But now it seems that things are different, and the user experience can actually affect the effectiveness of the architecture. For example, when something goes wrong, you can go back in time to what went wrong in the planning process, as Devin does.

Can you talk about the importance of user experience in agents or LLMs? Also, what are some interesting developments that you find interesting?

Harrison Chase: User experience is very important today because LLMs are not perfect and often go wrong. The chat mode is particularly effective, allowing users to see the model's reactions in real-time and correct mistakes or ask for details in a timely manner. Although this model has become mainstream, its limitation is that it still requires continuous feedback from users, and is more of an "assistant" experience.

Reducing user involvement and allowing AI to automate more tasks would be a game-changer.

However, finding the right balance between automation and user engagement is a challenge. Some interesting ideas are trying to solve this problem. For example, create an agent transparency list to give users a clear view of each step the AI performs. If a step goes wrong, the user can directly backtrack and adjust the instruction.

Another innovative idea is to introduce an "inbox" experience where agents run in parallel in the background, alerting the user when human help is needed, just like sending an email, so that the user can step in at the right time without having to monitor the whole process.

In terms of collaboration, the agent can draft the document first, and the user can provide feedback as a reviewer. The real-time interactive experience is also engaging.
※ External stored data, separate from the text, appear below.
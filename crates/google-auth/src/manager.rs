//! Credential manager
//!
//! Owns the settings store and hands out bearer tokens. Two entry points
//! touch the network:
//!
//! - [`CredentialManager::ensure_valid_access_token`] refreshes a stale
//!   token. Concurrent callers share one in-flight refresh.
//! - [`CredentialManager::start_interactive_authorization`] runs the PKCE
//!   loopback flow end to end.
//!
//! Settings are only written after the exchange that produced them has
//! succeeded, and token, refresh token and expiry are written together.

use std::sync::{Arc, Mutex, PoisonError};
use std::time::Duration;

use common::Secret;
use futures_util::FutureExt;
use futures_util::future::{BoxFuture, Shared};
use tracing::{debug, info, warn};

use crate::browser::BrowserOpener;
use crate::clock::{Clock, SystemClock};
use crate::constants::{AUTHORIZATION_TIMEOUT, Endpoints};
use crate::error::{Error, Result};
use crate::loopback::CallbackListener;
use crate::metrics::{record_authorization, record_refresh};
use crate::pkce::{PkceSession, build_authorization_url};
use crate::settings::{AuthMethod, AuthSettings, SettingsStore};
use crate::token::{self, ClientCredentials};

type PendingRefresh = Shared<BoxFuture<'static, Result<String>>>;

/// Progress of the current (or last) interactive authorization.
#[derive(Debug, Clone, Copy, PartialEq, Eq)]
pub enum AuthorizationState {
    Idle,
    Listening,
    AwaitingCallback,
    Exchanging,
    Authorized,
    Failed,
}

impl AuthorizationState {
    pub fn label(&self) -> &'static str {
        match self {
            AuthorizationState::Idle => "idle",
            AuthorizationState::Listening => "listening",
            AuthorizationState::AwaitingCallback => "awaiting_callback",
            AuthorizationState::Exchanging => "exchanging",
            AuthorizationState::Authorized => "authorized",
            AuthorizationState::Failed => "failed",
        }
    }
}

/// Knobs that tests and self-hosted setups override.
#[derive(Clone)]
pub struct ManagerOptions {
    pub endpoints: Endpoints,
    pub clock: Arc<dyn Clock>,
    /// Measured from the moment the loopback listener is bound
    pub authorization_timeout: Duration,
    /// Used for token requests instead of the stored secret; never persisted
    pub client_secret: Option<Secret<String>>,
}

impl Default for ManagerOptions {
    fn default() -> Self {
        Self {
            endpoints: Endpoints::default(),
            clock: Arc::new(SystemClock),
            authorization_timeout: AUTHORIZATION_TIMEOUT,
            client_secret: None,
        }
    }
}

struct Inner {
    store: SettingsStore,
    http: reqwest::Client,
    endpoints: Endpoints,
    clock: Arc<dyn Clock>,
    authorization_timeout: Duration,
    client_secret: Option<Secret<String>>,
    pending_refresh: tokio::sync::Mutex<Option<PendingRefresh>>,
    authorization: Mutex<AuthorizationState>,
}

/// Cheaply cloneable handle; clones share the store and the refresh slot.
#[derive(Clone)]
pub struct CredentialManager {
    inner: Arc<Inner>,
}

impl CredentialManager {
    pub fn new(store: SettingsStore, http: reqwest::Client) -> Self {
        Self::with_options(store, http, ManagerOptions::default())
    }

    pub fn with_options(store: SettingsStore, http: reqwest::Client, options: ManagerOptions) -> Self {
        Self {
            inner: Arc::new(Inner {
                store,
                http,
                endpoints: options.endpoints,
                clock: options.clock,
                authorization_timeout: options.authorization_timeout,
                client_secret: options.client_secret,
                pending_refresh: tokio::sync::Mutex::new(None),
                authorization: Mutex::new(AuthorizationState::Idle),
            }),
        }
    }

    pub fn endpoints(&self) -> &Endpoints {
        &self.inner.endpoints
    }

    /// HTTP client shared with the sheet sources.
    pub fn http_client(&self) -> &reqwest::Client {
        &self.inner.http
    }

    pub async fn settings(&self) -> AuthSettings {
        self.inner.store.snapshot().await
    }

    pub fn authorization_state(&self) -> AuthorizationState {
        *self
            .inner
            .authorization
            .lock()
            .unwrap_or_else(PoisonError::into_inner)
    }

    /// True only in OAuth mode with either a refresh token or a fresh
    /// access token. Public CSV mode never counts as authenticated.
    pub async fn is_authenticated(&self) -> bool {
        let settings = self.inner.store.snapshot().await;
        settings.auth_method == AuthMethod::OAuthDesktop
            && (settings.has_refresh_token()
                || settings
                    .fresh_access_token(self.inner.clock.now_millis())
                    .is_some())
    }

    /// Return a usable bearer token, refreshing it if it is stale.
    ///
    /// A fresh cached token is returned without I/O. Otherwise at most one
    /// refresh exchange is in flight; concurrent callers await the same
    /// outcome.
    pub async fn ensure_valid_access_token(&self) -> Result<String> {
        let settings = self.inner.store.snapshot().await;
        if let Some(token) = settings.fresh_access_token(self.inner.clock.now_millis()) {
            return Ok(token.to_string());
        }
        if settings.auth_method != AuthMethod::OAuthDesktop {
            return Err(Error::Configuration(
                "No access token in public-csv mode. Switch to OAuth (Desktop) and sign in.".into(),
            ));
        }
        if !settings.has_refresh_token() {
            return Err(Error::Unauthenticated);
        }
        if !settings.has_client_id() {
            return Err(Error::Configuration("Missing OAuth client ID.".into()));
        }
        self.coalesced_refresh().await
    }

    /// Same checks as [`ensure_valid_access_token`](Self::ensure_valid_access_token),
    /// discarding the token.
    pub async fn test_connection(&self) -> Result<()> {
        self.ensure_valid_access_token().await.map(|_| ())
    }

    /// Forget all tokens. No revocation call is made.
    pub async fn sign_out(&self) -> Result<()> {
        self.inner.store.clear_tokens().await?;
        info!("signed out");
        Ok(())
    }

    pub async fn set_auth_method(&self, method: AuthMethod) -> Result<()> {
        self.inner.store.set_auth_method(method).await?;
        info!(method = %method, "auth method updated");
        Ok(())
    }

    pub async fn set_client(&self, client_id: &str, client_secret: &str) -> Result<()> {
        self.inner.store.set_client(client_id, client_secret).await?;
        info!(
            has_secret = !client_secret.trim().is_empty(),
            "oauth client updated"
        );
        Ok(())
    }

    async fn coalesced_refresh(&self) -> Result<String> {
        let pending = {
            let mut slot = self.inner.pending_refresh.lock().await;
            match slot.as_ref() {
                Some(pending) => {
                    debug!("joining in-flight token refresh");
                    pending.clone()
                }
                None => {
                    // A refresh may have completed while this caller waited
                    // for the slot.
                    let settings = self.inner.store.snapshot().await;
                    if let Some(token) = settings.fresh_access_token(self.inner.clock.now_millis()) {
                        return Ok(token.to_string());
                    }

                    let inner = self.inner.clone();
                    let task = tokio::spawn(async move {
                        let result = inner.refresh_now().await;
                        inner.pending_refresh.lock().await.take();
                        result
                    });
                    let pending: PendingRefresh = async move {
                        task.await
                            .map_err(|e| Error::Internal(format!("refresh task failed: {e}")))?
                    }
                    .boxed()
                    .shared();
                    *slot = Some(pending.clone());
                    pending
                }
            }
        };
        pending.await
    }

    /// Run the interactive PKCE authorization.
    ///
    /// Binds the loopback listener, hands the authorization URL to `opener`,
    /// waits for the callback and exchanges the code. A failing opener is
    /// logged and the wait continues, since the user can still open the URL
    /// by hand.
    pub async fn start_interactive_authorization(&self, opener: &dyn BrowserOpener) -> Result<()> {
        let result = self.authorize(opener).await;
        let outcome = match &result {
            Ok(()) => "success",
            Err(Error::AuthTimeout) => "timeout",
            Err(Error::InvalidCallback(_)) => "invalid_callback",
            Err(Error::Configuration(_)) => "configuration",
            Err(Error::ProviderExchange(_)) => "exchange_failed",
            Err(_) => "error",
        };
        record_authorization(outcome);
        result
    }

    async fn authorize(&self, opener: &dyn BrowserOpener) -> Result<()> {
        let settings = self.inner.store.snapshot().await;
        if settings.auth_method != AuthMethod::OAuthDesktop {
            return Err(Error::Configuration(
                "Set the authentication method to OAuth (Desktop, PKCE) first.".into(),
            ));
        }
        if !settings.has_client_id() {
            return Err(Error::Configuration(
                "Missing Google OAuth client ID (Desktop).".into(),
            ));
        }
        let client_id = settings.client_id.trim();

        let mut attempt = AttemptGuard::start(&self.inner.authorization);
        let session = PkceSession::generate();
        let listener = CallbackListener::bind(&session.state).await?;
        let redirect_uri = listener.redirect_uri().to_string();

        let url = build_authorization_url(
            &self.inner.endpoints.auth_url,
            client_id,
            &redirect_uri,
            &session.challenge,
            &session.state,
        )?;
        attempt.advance(AuthorizationState::AwaitingCallback);
        info!(port = listener.port(), "waiting for authorization callback");
        if let Err(e) = opener.open(&url) {
            warn!(error = %e, "could not open browser; the authorization URL must be opened manually");
        }

        let code = listener.wait(self.inner.authorization_timeout).await?;

        attempt.advance(AuthorizationState::Exchanging);
        let credentials = ClientCredentials {
            client_id,
            client_secret: self.inner.client_secret(&settings),
        };
        let response = token::exchange_code(
            &self.inner.http,
            &self.inner.endpoints.token_url,
            credentials,
            &code,
            &redirect_uri,
            &session.verifier,
        )
        .await?;

        let expiry = self.inner.expiry_from(response.expires_in);
        self.inner
            .store
            .store_tokens(response.access_token, response.refresh_token, expiry)
            .await?;

        attempt.advance(AuthorizationState::Authorized);
        attempt.complete();
        info!(expiry, "authorization complete");
        Ok(())
    }
}

impl Inner {
    fn client_secret<'a>(&'a self, settings: &'a AuthSettings) -> &'a str {
        match &self.client_secret {
            Some(secret) => secret.expose(),
            None => &settings.client_secret,
        }
    }

    fn expiry_from(&self, expires_in_secs: u64) -> u64 {
        self.clock
            .now_millis()
            .saturating_add(expires_in_secs.saturating_mul(1000))
    }

    async fn refresh_now(&self) -> Result<String> {
        let settings = self.store.snapshot().await;
        let refresh = settings
            .refresh_token
            .as_deref()
            .filter(|r| !r.is_empty())
            .ok_or(Error::Unauthenticated)?;
        let credentials = ClientCredentials {
            client_id: settings.client_id.trim(),
            client_secret: self.client_secret(&settings),
        };

        debug!("refreshing access token");
        let response =
            match token::refresh_token(&self.http, &self.endpoints.token_url, credentials, refresh).await {
                Ok(response) => response,
                Err(e) => {
                    record_refresh("failure");
                    warn!(error = %e, "token refresh failed");
                    return Err(e);
                }
            };

        let expiry = self.expiry_from(response.expires_in);
        if let Err(e) = self
            .store
            .store_refreshed_tokens(
                refresh,
                response.access_token.clone(),
                response.refresh_token,
                expiry,
            )
            .await
        {
            record_refresh("discarded");
            warn!(error = %e, "refreshed token discarded");
            return Err(e);
        }
        record_refresh("success");
        info!(expiry, "access token refreshed");
        Ok(response.access_token)
    }
}

/// Tracks one authorization attempt. Dropping it before
/// [`complete`](AttemptGuard::complete) marks the attempt failed, which also
/// covers a caller abandoning the future mid-flow.
struct AttemptGuard<'a> {
    state: &'a Mutex<AuthorizationState>,
    completed: bool,
}

impl<'a> AttemptGuard<'a> {
    fn start(state: &'a Mutex<AuthorizationState>) -> Self {
        let guard = Self {
            state,
            completed: false,
        };
        guard.set(AuthorizationState::Listening);
        guard
    }

    fn advance(&mut self, next: AuthorizationState) {
        self.set(next);
    }

    fn complete(mut self) {
        self.completed = true;
    }

    fn set(&self, next: AuthorizationState) {
        debug!(state = next.label(), "authorization state");
        *self.state.lock().unwrap_or_else(PoisonError::into_inner) = next;
    }
}

impl Drop for AttemptGuard<'_> {
    fn drop(&mut self) {
        if !self.completed {
            self.set(AuthorizationState::Failed);
        }
    }
}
For example, when a user is commenting, the agent is able to fix the problem immediately, just like in Google Docs. This interaction enhances the user experience and makes AI a truly effective work partner.

Pat Grady: It's really interesting that you mentioned about how agents learn from interactions. If I have to give the same feedback over and over again every time, the experience becomes terrible, right? How can the system improve this feedback mechanism?

Harrison Chase: Definitely! If we keep giving the agent the same feedback, and it doesn't improve, it will undoubtedly be frustrating. Therefore, the architecture of the system needs to be able to learn from this feedback, not only to fix the current problem, but also to gain experience and avoid future recurrence.

While it's still early days, we've spent a lot of time thinking about these issues and believe that as technology advances, Intelliers will become more and more "smart", resulting in a smoother user experience.

Make beer even better

Sonya Huang: In the last six months, there has been significant progress in the field of agents. Princeton's research shows that their agents solve 12.5% of GitHub issues, compared to 3.8% when relying on retrieval enhanced builds (RAGs).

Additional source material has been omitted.